In the end, despite the lack of detailed evidence, the Court allowed the hospital worker’s total entitlement based on the phone bills to be grossed up by 50% to cover the other overtime work.However, this was just a guestimate.

Lessons to be Learnt

Employers need to comply with the applicable enterprise agreements. This is especially the case for overtime. It may be considered normal for a hospital worker to be on-call, and everyone at the hospital may work additional hours, but that employee can still be entitled to overtime payments.

Meanwhile, employees need to be careful too. In case an employee wishes to make a claim in the future, it helps if the employee has kept records of their service, especially dates and times worked.
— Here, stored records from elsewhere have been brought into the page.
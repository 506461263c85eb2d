//! CLI argument parsing
//!
//! Uses clap for argument parsing with derive macros.

use clap::{CommandFactory, Parser, Subcommand, ValueEnum};
use clap_complete::{generate, Shell};
use std::io;
use std::path::PathBuf;

/// Caller lookup from a MicroSIP call log - history stats, customer card, number highlighting
#[derive(Parser, Debug)]
#[command(name = "callercard")]
#[command(author, version, about, long_about = None)]
#[command(propagate_version = true)]
pub struct Cli {
    #[command(subcommand)]
    pub command: Commands,

    /// Call log INI to read (default: calls_path from config)
    #[arg(long, env = "CALLERCARD_CALLS", global = true)]
    pub calls: Option<PathBuf>,

    /// Config file (default: ~/.config/callercard/config.toml)
    #[arg(short, long, env = "CALLERCARD_CONFIG", global = true)]
    pub config: Option<PathBuf>,

    /// Log level (trace, debug, info, warn, error)
    #[arg(short, long, env = "RUST_LOG", default_value = "info", global = true)]
    pub log_level: String,

    /// Also log to stderr
    #[arg(short, long, default_value_t = false, global = true)]
    pub verbose: bool,
}

#[derive(Subcommand, Debug)]
pub enum Commands {
    /// Build the caller card for a number
    ///
    /// Reads call history, resolves the customer and, for unknown numbers,
    /// runs the offline search and appends the call to the unknown-caller CSV.
    Lookup {
        /// Phone number in any formatting
        phone: String,

        /// Output format
        #[arg(short, long, value_enum, default_value_t = OutputFormat::Text)]
        format: OutputFormat,

        /// Send a desktop notification with the card summary
        #[arg(short = 'N', long, default_value_t = false)]
        notify: bool,

        /// Do not append unknown callers to the CSV log
        #[arg(long, default_value_t = false)]
        no_csv: bool,
    },

    /// Print call history stats for a number
    Stats {
        /// Phone number in any formatting
        phone: String,

        /// Print JSON instead of text
        #[arg(long, default_value_t = false)]
        json: bool,
    },

    /// Highlight a number inside text, printing escaped HTML
    Highlight {
        /// Phone number in any formatting
        phone: String,

        /// Text to search (reads --file when omitted)
        text: Option<String>,

        /// Read the text from a file
        #[arg(long, conflicts_with = "text")]
        file: Option<PathBuf>,

        /// Highlight color (default: highlight_color from config)
        #[arg(long)]
        color: Option<String>,
    },

    /// Print an example configuration file
    ConfigExample {
        /// Write it to the config path instead (never overwrites)
        #[arg(long, default_value_t = false)]
        write: bool,
    },

    /// Generate shell completions
    Completions {
        /// Shell to generate completions for
        #[arg(value_enum)]
        shell: Shell,
    },
}

#[derive(Debug, Clone, Copy, PartialEq, Eq, ValueEnum)]
pub enum OutputFormat {
    Text,
    Html,
    Json,
}

/// Generate shell completions and print to stdout
pub fn print_completions(shell: Shell) {
    let mut cmd = Cli::command();
    generate(shell, &mut cmd, "callercard", &mut io::stdout());
}

#[cfg(test)]
mod tests {
    use super::*;

    #[test]
    fn test_cli_is_consistent() {
        Cli::command().debug_assert();
    }

    #[test]
    fn test_parse_lookup() {
        let cli = Cli::parse_from([
            "callercard",
            "--calls",
            "/tmp/microsip.ini",
            "lookup",
            "210 484 8484",
            "--format",
            "json",
            "--no-csv",
        ]);
        assert_eq!(cli.calls, Some(PathBuf::from("/tmp/microsip.ini")));
        match cli.command {
            Commands::Lookup {
                phone,
                format,
                notify,
                no_csv,
            } => {
                assert_eq!(phone, "210 484 8484");
                assert_eq!(format, OutputFormat::Json);
                assert!(!notify);
                assert!(no_csv);
            }
            other => panic!("unexpected command: {:?}", other),
        }
    }

    #[test]
    fn test_highlight_text_and_file_conflict() {
        let result = Cli::try_parse_from([
            "callercard",
            "highlight",
            "2104848484",
            "some text",
            "--file",
            "notes.txt",
        ]);
        assert!(result.is_err());
    }
}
A Case Of Where An Employee Has An Adverse Action Claims

MKI Legal recently acted for a client called John (not his real name). Due to confidentiality reasons we cannot disclose his real name. John had a good case to make a General Protections application to the Fair Work Commission (resulting from adverse action). He was a part owner in a Panel and Paint business and worked in the business as a Panel Beater and Spray Painter.

 John’s case

John originally started the business with two friends, and they later expanded into a shop across the road from the location where they established their business. John worked long hours and was in charge of the day to day running of both businesses due to his many years of experience in the industry.

Initially there was a verbal agreement between John and his friends where they asserted that John had a one third share in the business.

One day John broke his foot at work and was required to be off work for a long period of time to recover. He was off work for 4 months in total, while he underwent rehabilitation. At that time, he also made a claim for worker’s compensation. When he was able to walk again, John returned to work.

When John returned to work he was only required to undertake light duties. John had planned to gradually return to his role as a Panel Beater, but his business partners directed him to only move cars around the yard. John was happy to do this, but in order for him to rehabilitate properly it was required that he take on a more active role.

John continued to do as he was directed by the other business partners. One day John came into work and was confronted by his business partners. They told him that they wanted to have a meeting with him. That afternoon John met with them and they told him that they no longer wanted to do business with him. They said that John was unfit to be on site, and that they would tell Workcover that John was not fit to be on site. They also made baseless accusations against John that he was bullying other staff members. They told John that his employment was terminated and that he was not allowed to return to the site.

They also suggested that they could either buy out John’s shares in the company, or he could buy them out. John offered them a sum of money for his share in the company but they refused, stating that John’s share was not worth anything.

Why John could make a general protections claim

 John had the right to make a general protections claim to the Fair Work Commission. Our adverse action lawyers state there were a couple of reasons why John could do this. These are:

  1. Temporary absence from work: John was temporarily absent from work due to his injury, as he needed time to recover. If one of the reasons for the termination of John’s employment was the fact that he was off work for a period of time because of his injury, then he would be protected by the general protections provisions.
  2. Exercising a workplace right: John exercised a workplace right by making a worker’s compensation claim. If this was one of the reasons for his dismissal, then he is covered by the general protections provisions.

John would be entitled to compensation for his dismissal if his general protections claim was successful.